> Exercise material:

use std::io::{self, Write};
use std::path::Path;

use crate::error::Result;
use crate::io::telemetry::{Telemetry, TelemetrySink};

const HEADER: &str = "time,uav_id,pos_x,pos_y,pos_z,roll_deg,pitch_deg,yaw_deg,\
                      vel_x,vel_y,vel_z,omega_x,omega_y,omega_z";

fn write_row<W: Write>(writer: &mut W, t: &Telemetry) -> io::Result<()> {
    writeln!(
        writer,
        "{:.3},{},{:.4},{:.4},{:.4},{:.2},{:.2},{:.2},\
         {:.4},{:.4},{:.4},{:.4},{:.4},{:.4}",
        t.secs(),
        t.uav_id,
        t.pos.x, t.pos.y, t.pos.z,
        t.roll.to_degrees(),
        t.pitch.to_degrees(),
        t.yaw.to_degrees(),
        t.vel.x, t.vel.y, t.vel.z,
        t.omega.x, t.omega.y, t.omega.z,
    )
}

/// Write a telemetry log to CSV.
///
/// Columns: time, uav_id, pos_x, pos_y, pos_z, roll_deg, pitch_deg, yaw_deg,
///          vel_x, vel_y, vel_z, omega_x, omega_y, omega_z
pub fn write_telemetry<W: Write>(writer: &mut W, records: &[Telemetry]) -> io::Result<()> {
    writeln!(writer, "{HEADER}")?;
    for t in records {
        write_row(writer, t)?;
    }
    Ok(())
}

pub fn write_telemetry_file<P: AsRef<Path>>(path: P, records: &[Telemetry]) -> io::Result<()> {
    let mut file = std::fs::File::create(path)?;
    write_telemetry(&mut file, records)
}

/// Streams telemetry to CSV as it is published. The header goes out with the
/// first record.
pub struct CsvSink<W: Write> {
    writer: W,
    header_written: bool,
}

impl<W: Write> CsvSink<W> {
    pub fn new(writer: W) -> Self {
        Self { writer, header_written: false }
    }

    pub fn into_inner(self) -> W {
        self.writer
    }
}

impl<W: Write> TelemetrySink for CsvSink<W> {
    fn publish(&mut self, record: &Telemetry) -> Result<()> {
        if !self.header_written {
            writeln!(self.writer, "{HEADER}")?;
            self.header_written = true;
        }
        write_row(&mut self.writer, record)?;
        Ok(())
    }
}
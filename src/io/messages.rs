//! Messages exchanged with the messaging layer.
//!
//! Inbound traffic (flight plans, remote commands) arrives on a bounded
//! channel. The messaging side holds a cloneable [`InboxSender`]; the vehicle
//! owns the [`Inbox`] and drains it on its own schedule, so a plan is only
//! ever seen whole.

use std::sync::Arc;

use crossbeam_channel::{bounded, Receiver, Sender, TrySendError};
use nalgebra::Vector3;
use serde::{Deserialize, Serialize};

use crate::error::{Error, Result};
use crate::gnc::plan::FlightPlan;

// ---------------------------------------------------------------------------
// Time stamps
// ---------------------------------------------------------------------------

/// Wire time stamp: whole seconds plus nanoseconds.
#[derive(Debug, Clone, Copy, PartialEq, Eq, Default, Serialize, Deserialize)]
pub struct Stamp {
    pub sec: i32,
    pub nanosec: u32,
}

impl Stamp {
    pub fn from_secs(t: f64) -> Self {
        let sec = t.floor();
        let mut nanosec = ((t - sec) * 1e9).round() as u32;
        let mut sec = sec as i32;
        if nanosec >= 1_000_000_000 {
            sec += 1;
            nanosec -= 1_000_000_000;
        }
        Self { sec, nanosec }
    }

    pub fn as_secs(&self) -> f64 {
        self.sec as f64 + self.nanosec as f64 * 1e-9
    }
}

// ---------------------------------------------------------------------------
// Inbound messages
// ---------------------------------------------------------------------------

/// Velocity command from a remote operator, horizon frame.
#[derive(Debug, Clone, Copy, PartialEq, Serialize, Deserialize)]
pub struct RemoteCommand {
    pub on: bool,
    pub velocity: Vector3<f64>, // m/s
    pub yaw_rate: f64,          // rad/s
    pub duration: f64,          // s, from delivery
}

impl RemoteCommand {
    pub fn velocity(velocity: Vector3<f64>, yaw_rate: f64, duration: f64) -> Self {
        Self { on: true, velocity, yaw_rate, duration }
    }

    /// Motors off.
    pub fn stop() -> Self {
        Self { on: false, velocity: Vector3::zeros(), yaw_rate: 0.0, duration: 0.0 }
    }
}

#[derive(Debug, Clone)]
pub enum Inbound {
    FlightPlan(Arc<FlightPlan>),
    RemoteCommand(RemoteCommand),
}

impl Inbound {
    pub fn kind(&self) -> &'static str {
        match self {
            Inbound::FlightPlan(_) => "flight plan",
            Inbound::RemoteCommand(_) => "remote command",
        }
    }
}

// ---------------------------------------------------------------------------
// Inbox channel
// ---------------------------------------------------------------------------

/// Create a bounded inbox holding at most `capacity` undelivered messages.
pub fn inbox(capacity: usize) -> (InboxSender, Inbox) {
    let (tx, rx) = bounded(capacity);
    (InboxSender { tx }, Inbox { rx })
}

/// Messaging-layer end of the inbox.
#[derive(Debug, Clone)]
pub struct InboxSender {
    tx: Sender<Inbound>,
}

impl InboxSender {
    /// Queue a message without blocking.
    pub fn send(&self, msg: Inbound) -> Result<()> {
        let kind = msg.kind();
        self.tx.try_send(msg).map_err(|e| match e {
            TrySendError::Full(_) => Error::InboxFull(kind),
            TrySendError::Disconnected(_) => Error::Disconnected("inbox"),
        })
    }

    pub fn send_plan(&self, plan: FlightPlan) -> Result<()> {
        self.send(Inbound::FlightPlan(Arc::new(plan)))
    }

    pub fn send_command(&self, cmd: RemoteCommand) -> Result<()> {
        self.send(Inbound::RemoteCommand(cmd))
    }
}

/// Vehicle end of the inbox.
#[derive(Debug)]
pub struct Inbox {
    rx: Receiver<Inbound>,
}

impl Inbox {
    /// Everything queued right now, oldest first. Never blocks.
    pub fn drain(&self) -> Vec<Inbound> {
        self.rx.try_iter().collect()
    }

    pub fn len(&self) -> usize {
        self.rx.len()
    }

    pub fn is_empty(&self) -> bool {
        self.rx.is_empty()
    }
}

> Directions: Output the material above in full. Change nothing.

> Written response:
use std::io::{self, Write};
use std::path::Path;

use crate::error::Result;
use crate::io::telemetry::{Telemetry, TelemetrySink};

const HEADER: &str = "time,uav_id,pos_x,pos_y,pos_z,roll_deg,pitch_deg,yaw_deg,\
                      vel_x,vel_y,vel_z,omega_x,omega_y,omega_z";

fn write_row<W: Write>(writer: &mut W, t: &Telemetry) -> io::Result<()> {
    writeln!(
        writer,
        "{:.3},{},{:.4},{:.4},{:.4},{:.2},{:.2},{:.2},\
         {:.4},{:.4},{:.4},{:.4},{:.4},{:.4}",
        t.secs(),
        t.uav_id,
        t.pos.x, t.pos.y, t.pos.z,
        t.roll.to_degrees(),
        t.pitch.to_degrees(),
        t.yaw.to_degrees(),
        t.vel.x, t.vel.y, t.vel.z,
        t.omega.x, t.omega.y, t.omega.z,
    )
}

/// Write a telemetry log to CSV.
///
/// Columns: time, uav_id, pos_x, pos_y, pos_z, roll_deg, pitch_deg, yaw_deg,
///          vel_x, vel_y, vel_z, omega_x, omega_y, omega_z
pub fn write_telemetry<W: Write>(writer: &mut W, records: &[Telemetry]) -> io::Result<()> {
    writeln!(writer, "{HEADER}")?;
    for t in records {
        write_row(writer, t)?;
    }
    Ok(())
}

pub fn write_telemetry_file<P: AsRef<Path>>(path: P, records: &[Telemetry]) -> io::Result<()> {
    let mut file = std::fs::File::create(path)?;
    write_telemetry(&mut file, records)
}

/// Streams telemetry to CSV as it is published. The header goes out with the
/// first record.
pub struct CsvSink<W: Write> {
    writer: W,
    header_written: bool,
}

impl<W: Write> CsvSink<W> {
    pub fn new(writer: W) -> Self {
        Self { writer, header_written: false }
    }

    pub fn into_inner(self) -> W {
        self.writer
    }
}

impl<W: Write> TelemetrySink for CsvSink<W> {
    fn publish(&mut self, record: &Telemetry) -> Result<()> {
        if !self.header_written {
            writeln!(self.writer, "{HEADER}")?;
            self.header_written = true;
        }
        write_row(&mut self.writer, record)?;
        Ok(())
    }
}
filename src/io/messages.rs
//! Messages exchanged with the messaging layer.
//!
//! Inbound traffic (flight plans, remote commands) arrives on a bounded
//! channel. The messaging side holds a cloneable [`InboxSender`]; the vehicle
//! owns the [`Inbox`] and drains it on its own schedule, so a plan is only
//! ever seen whole.

use std::sync::Arc;

use crossbeam_channel::{bounded, Receiver, Sender, TrySendError};
use nalgebra::Vector3;
use serde::{Deserialize, Serialize};

use crate::error::{Error, Result};
use crate::gnc::plan::FlightPlan;

// ---------------------------------------------------------------------------
// Time stamps
// ---------------------------------------------------------------------------

/// Wire time stamp: whole seconds plus nanoseconds.
#[derive(Debug, Clone, Copy, PartialEq, Eq, Default, Serialize, Deserialize)]
pub struct Stamp {
    pub sec: i32,
    pub nanosec: u32,
}

impl Stamp {
    pub fn from_secs(t: f64) -> Self {
        let sec = t.floor();
        let mut nanosec = ((t - sec) * 1e9).round() as u32;
        let mut sec = sec as i32;
        if nanosec >= 1_000_000_000 {
            sec += 1;
            nanosec -= 1_000_000_000;
        }
        Self { sec, nanosec }
    }

    pub fn as_secs(&self) -> f64 {
        self.sec as f64 + self.nanosec as f64 * 1e-9
    }
}

// ---------------------------------------------------------------------------
// Inbound messages
// ---------------------------------------------------------------------------

/// Velocity command from a remote operator, horizon frame.
#[derive(Debug, Clone, Copy, PartialEq, Serialize, Deserialize)]
pub struct RemoteCommand {
    pub on: bool,
    pub velocity: Vector3<f64>, // m/s
    pub yaw_rate: f64,          // rad/s
    pub duration: f64,          // s, from delivery
}

impl RemoteCommand {
    pub fn velocity(velocity: Vector3<f64>, yaw_rate: f64, duration: f64) -> Self {
        Self { on: true, velocity, yaw_rate, duration }
    }

    /// Motors off.
    pub fn stop() -> Self {
        Self { on: false, velocity: Vector3::zeros(), yaw_rate: 0.0, duration: 0.0 }
    }
}

#[derive(Debug, Clone)]
pub enum Inbound {
    FlightPlan(Arc<FlightPlan>),
    RemoteCommand(RemoteCommand),
}

impl Inbound {
    pub fn kind(&self) -> &'static str {
        match self {
            Inbound::FlightPlan(_) => "flight plan",
            Inbound::RemoteCommand(_) => "remote command",
        }
    }
}

// ---------------------------------------------------------------------------
// Inbox channel
// ---------------------------------------------------------------------------

/// Create a bounded inbox holding at most `capacity` undelivered messages.
pub fn inbox(capacity: usize) -> (InboxSender, Inbox) {
    let (tx, rx) = bounded(capacity);
    (InboxSender { tx }, Inbox { rx })
}

/// Messaging-layer end of the inbox.
#[derive(Debug, Clone)]
pub struct InboxSender {
    tx: Sender<Inbound>,
}

impl InboxSender {
    /// Queue a message without blocking.
    pub fn send(&self, msg: Inbound) -> Result<()> {
        let kind = msg.kind();
        self.tx.try_send(msg).map_err(|e| match e {
            TrySendError::Full(_) => Error::InboxFull(kind),
            TrySendError::Disconnected(_) => Error::Disconnected("inbox"),
        })
    }

    pub fn send_plan(&self, plan: FlightPlan) -> Result<()> {
        self.send(Inbound::FlightPlan(Arc::new(plan)))
    }

    pub fn send_command(&self, cmd: RemoteCommand) -> Result<()> {
        self.send(Inbound::RemoteCommand(cmd))
    }
}

/// Vehicle end of the inbox.
#[derive(Debug)]
pub struct Inbox {
    rx: Receiver<Inbound>,
}

impl Inbox {
    /// Everything queued right now, oldest first. Never blocks.
    pub fn drain(&self) -> Vec<Inbound> {
        self.rx.try_iter().collect()
    }

    pub fn len(&self) -> usize {
        self.rx.len()
    }

    pub fn is_empty(&self) -> bool {
        self.rx.is_empty()
    }
}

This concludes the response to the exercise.